■ Your instructions:
Down to the final line, print the records again exactly.

START Records for this exercise

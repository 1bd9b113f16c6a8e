//! Command-line interface implementation for subtheme.
//! Provides argument parsing and help text formatting using clap.

use clap::{error::ErrorKind, CommandFactory, Parser};
use std::path::PathBuf;

/// Command-line arguments structure for subtheme.
#[derive(Parser, Debug)]
#[command(author, version, about = "subtheme: starter-kit scaffolding tool for site themes", long_about = None)]
pub struct Args {
    /// Human-readable name of the new theme
    #[arg(value_name = "NAME")]
    pub name: String,

    /// Starter kit location: a template directory, packed archive, git
    /// repository or http(s) URL
    #[arg(short, long, value_name = "SOURCE")]
    pub source: Option<String>,

    /// Base theme whose bundled starter kit is used when no source is given
    #[arg(short, long, value_name = "THEME")]
    pub base: Option<String>,

    /// Site root containing the themes directory
    #[arg(short, long, value_name = "DIR", default_value = ".")]
    pub root: PathBuf,

    /// Overwrite files in an existing theme directory without asking
    #[arg(short, long)]
    pub force: bool,

    /// Enable verbose logging output
    #[arg(short, long)]
    pub verbose: bool,
}

/// Parses command line arguments and returns the Args structure.
///
/// # Returns
/// * `Args` - Parsed command line arguments
///
/// # Exits
/// * With status code 1 if required arguments are missing
/// * With clap's default error handling for other argument errors
pub fn get_args() -> Args {
    match Args::try_parse() {
        Ok(args) => args,
        Err(e) => {
            if e.kind() == ErrorKind::MissingRequiredArgument {
                Args::command()
                    .help_template(
                        r#"{about-section}
{usage-heading} {usage}

{all-args}
{after-help}
"#,
                    )
                    .print_help()
                    .unwrap();
                std::process::exit(1);
            } else {
                e.exit();
            }
        }
    }
}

END Records for this exercise

■ Exercise answer:
repository 1bd9b113f16c6a8e
//! Command-line interface implementation for subtheme.
//! Provides argument parsing and help text formatting using clap.

use clap::{error::ErrorKind, CommandFactory, Parser};
use std::path::PathBuf;

/// Command-line arguments structure for subtheme.
#[derive(Parser, Debug)]
#[command(author, version, about = "subtheme: starter-kit scaffolding tool for site themes", long_about = None)]
pub struct Args {
    /// Human-readable name of the new theme
    #[arg(value_name = "NAME")]
    pub name: String,

    /// Starter kit location: a template directory, packed archive, git
    /// repository or http(s) URL
    #[arg(short, long, value_name = "SOURCE")]
    pub source: Option<String>,

    /// Base theme whose bundled starter kit is used when no source is given
    #[arg(short, long, value_name = "THEME")]
    pub base: Option<String>,

    /// Site root containing the themes directory
    #[arg(short, long, value_name = "DIR", default_value = ".")]
    pub root: PathBuf,

    /// Overwrite files in an existing theme directory without asking
    #[arg(short, long)]
    pub force: bool,

    /// Enable verbose logging output
    #[arg(short, long)]
    pub verbose: bool,
}

/// Parses command line arguments and returns the Args structure.
///
/// # Returns
/// * `Args` - Parsed command line arguments
///
/// # Exits
/// * With status code 1 if required arguments are missing
/// * With clap's default error handling for other argument errors
pub fn get_args() -> Args {
    match Args::try_parse() {
        Ok(args) => args,
        Err(e) => {
            if e.kind() == ErrorKind::MissingRequiredArgument {
                Args::command()
                    .help_template(
                        r#"{about-section}
{usage-heading} {usage}

{all-args}
{after-help}
"#,
                    )
                    .print_help()
                    .unwrap();
                std::process::exit(1);
            } else {
                e.exit();
            }
        }
    }
}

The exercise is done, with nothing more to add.